** SOURCE MATERIAL follows **
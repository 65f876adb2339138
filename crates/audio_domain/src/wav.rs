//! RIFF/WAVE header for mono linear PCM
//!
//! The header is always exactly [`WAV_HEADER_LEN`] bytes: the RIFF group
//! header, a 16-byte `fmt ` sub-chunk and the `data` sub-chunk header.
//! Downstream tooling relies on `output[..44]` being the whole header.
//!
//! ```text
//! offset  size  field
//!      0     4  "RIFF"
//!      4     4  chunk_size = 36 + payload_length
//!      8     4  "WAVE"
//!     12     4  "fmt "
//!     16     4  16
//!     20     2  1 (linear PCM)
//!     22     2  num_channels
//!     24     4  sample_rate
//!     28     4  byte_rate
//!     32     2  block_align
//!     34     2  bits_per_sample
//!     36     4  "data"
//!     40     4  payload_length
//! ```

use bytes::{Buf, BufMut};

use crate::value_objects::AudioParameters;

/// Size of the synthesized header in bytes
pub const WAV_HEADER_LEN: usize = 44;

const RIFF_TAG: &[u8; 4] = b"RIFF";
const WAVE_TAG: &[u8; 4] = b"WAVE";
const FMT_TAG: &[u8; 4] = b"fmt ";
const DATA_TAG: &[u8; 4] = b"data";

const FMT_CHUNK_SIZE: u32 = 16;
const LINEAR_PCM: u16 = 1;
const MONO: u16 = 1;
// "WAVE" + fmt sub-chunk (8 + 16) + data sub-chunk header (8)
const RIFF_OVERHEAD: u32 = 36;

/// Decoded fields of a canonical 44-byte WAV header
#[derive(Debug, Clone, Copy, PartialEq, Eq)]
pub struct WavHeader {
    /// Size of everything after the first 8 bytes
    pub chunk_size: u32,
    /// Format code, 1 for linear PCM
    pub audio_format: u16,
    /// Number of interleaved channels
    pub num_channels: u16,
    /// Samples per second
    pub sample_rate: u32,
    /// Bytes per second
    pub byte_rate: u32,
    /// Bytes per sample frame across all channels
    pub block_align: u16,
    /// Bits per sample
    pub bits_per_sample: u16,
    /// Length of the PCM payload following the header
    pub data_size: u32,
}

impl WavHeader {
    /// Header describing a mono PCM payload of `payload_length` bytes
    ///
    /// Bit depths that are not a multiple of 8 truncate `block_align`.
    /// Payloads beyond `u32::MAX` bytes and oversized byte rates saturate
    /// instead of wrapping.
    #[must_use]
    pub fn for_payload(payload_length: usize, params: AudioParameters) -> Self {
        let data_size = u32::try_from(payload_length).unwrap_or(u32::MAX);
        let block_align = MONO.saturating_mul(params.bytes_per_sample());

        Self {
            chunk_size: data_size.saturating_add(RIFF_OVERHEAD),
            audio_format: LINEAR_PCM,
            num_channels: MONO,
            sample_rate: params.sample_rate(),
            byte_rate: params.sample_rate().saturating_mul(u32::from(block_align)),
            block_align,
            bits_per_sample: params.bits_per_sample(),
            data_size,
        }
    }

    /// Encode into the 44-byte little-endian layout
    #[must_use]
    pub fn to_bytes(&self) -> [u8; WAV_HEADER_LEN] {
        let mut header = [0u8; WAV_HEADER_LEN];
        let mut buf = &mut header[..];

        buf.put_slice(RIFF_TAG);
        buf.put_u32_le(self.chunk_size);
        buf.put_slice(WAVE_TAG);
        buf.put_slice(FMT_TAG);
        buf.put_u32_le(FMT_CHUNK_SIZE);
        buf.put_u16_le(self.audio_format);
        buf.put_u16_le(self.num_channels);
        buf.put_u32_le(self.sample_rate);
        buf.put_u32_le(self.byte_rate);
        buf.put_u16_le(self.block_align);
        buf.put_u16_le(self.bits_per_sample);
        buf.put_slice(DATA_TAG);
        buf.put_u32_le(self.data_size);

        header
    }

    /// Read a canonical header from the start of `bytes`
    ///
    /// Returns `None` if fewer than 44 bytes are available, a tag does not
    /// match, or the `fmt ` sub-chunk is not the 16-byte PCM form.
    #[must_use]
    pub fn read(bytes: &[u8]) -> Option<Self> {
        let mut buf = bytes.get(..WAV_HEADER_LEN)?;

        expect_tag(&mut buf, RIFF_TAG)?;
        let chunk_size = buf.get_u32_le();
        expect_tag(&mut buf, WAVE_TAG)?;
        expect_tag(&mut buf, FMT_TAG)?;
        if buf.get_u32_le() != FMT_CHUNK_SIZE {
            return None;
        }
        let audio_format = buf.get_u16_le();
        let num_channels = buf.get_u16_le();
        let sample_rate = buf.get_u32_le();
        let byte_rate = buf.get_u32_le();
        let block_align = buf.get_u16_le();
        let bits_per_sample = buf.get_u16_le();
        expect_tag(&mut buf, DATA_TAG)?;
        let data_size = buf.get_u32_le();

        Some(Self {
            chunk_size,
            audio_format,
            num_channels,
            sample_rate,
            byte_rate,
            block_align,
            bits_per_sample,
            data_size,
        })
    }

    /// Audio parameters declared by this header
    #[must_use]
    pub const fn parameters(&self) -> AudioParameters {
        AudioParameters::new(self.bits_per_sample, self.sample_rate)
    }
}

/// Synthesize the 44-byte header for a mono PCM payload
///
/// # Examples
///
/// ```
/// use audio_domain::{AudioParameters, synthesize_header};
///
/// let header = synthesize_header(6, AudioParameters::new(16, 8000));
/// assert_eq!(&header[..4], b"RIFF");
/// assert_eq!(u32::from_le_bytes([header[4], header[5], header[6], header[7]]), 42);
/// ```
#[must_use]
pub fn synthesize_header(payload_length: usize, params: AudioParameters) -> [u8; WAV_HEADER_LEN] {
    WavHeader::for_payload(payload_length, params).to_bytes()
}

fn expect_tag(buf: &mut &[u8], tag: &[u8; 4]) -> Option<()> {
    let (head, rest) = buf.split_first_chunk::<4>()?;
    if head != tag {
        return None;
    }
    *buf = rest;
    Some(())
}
** End of SOURCE MATERIAL **
** SOURCE MATERIAL follows **
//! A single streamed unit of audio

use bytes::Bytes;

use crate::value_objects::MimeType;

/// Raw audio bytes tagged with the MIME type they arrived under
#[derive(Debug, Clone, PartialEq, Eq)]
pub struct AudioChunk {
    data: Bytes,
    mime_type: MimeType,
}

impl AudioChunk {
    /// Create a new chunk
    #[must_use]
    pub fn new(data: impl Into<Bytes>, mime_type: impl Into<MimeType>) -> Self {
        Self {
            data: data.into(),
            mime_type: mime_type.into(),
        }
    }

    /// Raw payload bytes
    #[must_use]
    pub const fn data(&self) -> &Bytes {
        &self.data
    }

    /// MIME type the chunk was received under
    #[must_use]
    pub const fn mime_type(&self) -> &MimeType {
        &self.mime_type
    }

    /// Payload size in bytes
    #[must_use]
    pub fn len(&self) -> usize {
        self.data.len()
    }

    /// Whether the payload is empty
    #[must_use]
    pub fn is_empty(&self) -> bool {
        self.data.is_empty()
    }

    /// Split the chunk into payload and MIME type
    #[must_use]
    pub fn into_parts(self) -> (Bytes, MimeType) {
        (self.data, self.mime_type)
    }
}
** End of SOURCE MATERIAL **
** SOURCE MATERIAL follows **
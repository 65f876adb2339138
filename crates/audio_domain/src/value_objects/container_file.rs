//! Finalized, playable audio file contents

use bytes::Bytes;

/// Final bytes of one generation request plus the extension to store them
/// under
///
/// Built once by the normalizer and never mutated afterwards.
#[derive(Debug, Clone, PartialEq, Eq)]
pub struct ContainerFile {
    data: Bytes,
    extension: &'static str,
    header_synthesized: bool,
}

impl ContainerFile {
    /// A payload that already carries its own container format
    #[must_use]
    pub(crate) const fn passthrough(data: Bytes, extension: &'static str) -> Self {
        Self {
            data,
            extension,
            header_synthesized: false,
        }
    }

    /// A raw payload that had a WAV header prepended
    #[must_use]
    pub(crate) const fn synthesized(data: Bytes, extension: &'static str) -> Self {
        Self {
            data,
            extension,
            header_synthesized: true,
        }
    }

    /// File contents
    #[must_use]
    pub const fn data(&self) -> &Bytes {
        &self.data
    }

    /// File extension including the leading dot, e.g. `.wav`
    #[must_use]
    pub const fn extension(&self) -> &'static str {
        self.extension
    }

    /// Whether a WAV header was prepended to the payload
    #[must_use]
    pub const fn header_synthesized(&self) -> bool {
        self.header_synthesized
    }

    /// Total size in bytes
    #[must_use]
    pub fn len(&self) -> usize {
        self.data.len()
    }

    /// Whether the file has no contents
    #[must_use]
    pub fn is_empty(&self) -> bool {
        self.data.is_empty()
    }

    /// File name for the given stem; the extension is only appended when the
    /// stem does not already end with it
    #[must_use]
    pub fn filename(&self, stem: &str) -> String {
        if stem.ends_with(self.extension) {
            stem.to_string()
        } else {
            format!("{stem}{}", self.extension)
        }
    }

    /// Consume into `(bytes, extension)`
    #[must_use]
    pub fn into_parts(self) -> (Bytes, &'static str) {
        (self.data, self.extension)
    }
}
** End of SOURCE MATERIAL **
WORK INSTRUCTIONS: Looking at the material above, please state how many lines include the string "second", and give only that number.

WORKED SOLUTION: 2